While delay in arriving at decision of important questions is always to be regretted, yet, conceiving as we do that the Supreme Court will adhere to the rule invoked in the cases cited, we may the more effectively speed the settlement of the controversy by remanding the case to the District Court for completion of the record in conformity herewith. It being necessary to set aside the interlocutory decree, as improvidently issued, we do it without prejudice to the right of the plaintiffs to resubmit their petition for temporary restraining order to the discretion of the District Judge pending further proceedings, or to the rights of the litigants to amend pleadings or amplify proofs.

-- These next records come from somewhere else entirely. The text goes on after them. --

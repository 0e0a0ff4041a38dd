use crate::core::AudioBlock;
use crossbeam::queue::SegQueue;
use std::sync::atomic::{AtomicBool, AtomicUsize, Ordering};
use std::sync::Arc;

/// 音频块队列 - 解码端写入，宿主通过 `AudioQueueHandle` 取出
///
/// 按字节数限流：超过内存上限后解码端停止产出新块，直到宿主取走一些。
pub struct AudioQueue {
    shared: Arc<Shared>,
}

struct Shared {
    blocks: SegQueue<AudioBlock>,
    bytes: AtomicUsize,
    capacity_bytes: usize,
    finished: AtomicBool,
}

/// 交给宿主的音频队列句柄（可跨线程）
///
/// 取出的块归宿主所有。
#[derive(Clone)]
pub struct AudioQueueHandle {
    shared: Arc<Shared>,
}

impl AudioQueue {
    pub fn new(capacity_bytes: usize) -> Self {
        Self {
            shared: Arc::new(Shared {
                blocks: SegQueue::new(),
                bytes: AtomicUsize::new(0),
                capacity_bytes,
                finished: AtomicBool::new(false),
            }),
        }
    }

    /// 写入一个音频块（调用前应先检查 `is_full`）
    pub fn push(&self, block: AudioBlock) {
        self.shared.bytes.fetch_add(block.byte_len(), Ordering::SeqCst);
        self.shared.blocks.push(block);
    }

    /// 已达到内存上限
    pub fn is_full(&self) -> bool {
        self.shared.bytes.load(Ordering::SeqCst) >= self.shared.capacity_bytes
    }

    pub fn len(&self) -> usize {
        self.shared.blocks.len()
    }

    pub fn is_empty(&self) -> bool {
        self.shared.blocks.is_empty()
    }

    pub fn queued_bytes(&self) -> usize {
        self.shared.bytes.load(Ordering::SeqCst)
    }

    /// 正常播放结束：剩余的块仍可被宿主取走
    pub fn finish(&self) {
        self.shared.finished.store(true, Ordering::SeqCst);
    }

    /// stop 时清空队列
    pub fn clear(&self) -> usize {
        let mut dropped = 0;
        while self.shared.pop().is_some() {
            dropped += 1;
        }
        self.shared.finished.store(true, Ordering::SeqCst);
        dropped
    }

    pub fn handle(&self) -> AudioQueueHandle {
        AudioQueueHandle {
            shared: self.shared.clone(),
        }
    }
}

impl Shared {
    fn pop(&self) -> Option<AudioBlock> {
        let block = self.blocks.pop()?;
        self.bytes.fetch_sub(block.byte_len(), Ordering::SeqCst);
        Some(block)
    }
}

impl AudioQueueHandle {
    /// 取出最早的音频块
    pub fn pop(&self) -> Option<AudioBlock> {
        self.shared.pop()
    }

    /// 队列中的块数
    pub fn len(&self) -> usize {
        self.shared.blocks.len()
    }

    pub fn is_empty(&self) -> bool {
        self.shared.blocks.is_empty()
    }

    /// 播放已结束且队列已取空：之后不会再有数据（用于区分欠载）
    pub fn is_finished(&self) -> bool {
        self.shared.finished.load(Ordering::SeqCst) && self.shared.blocks.is_empty()
    }
}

If such restraining order is granted, it may be assumed that a rehearing on the petition for interlocutory injunction will be speedily granted, and, in the event of a second appeal, a motion to advance the hearing here may be presented to this court. Nothing said herein is to be taken as an indication of the view of this court upon the meritorious legal questions involved.

Decree vacated, and cause remanded for further proceedings in conformity herewith.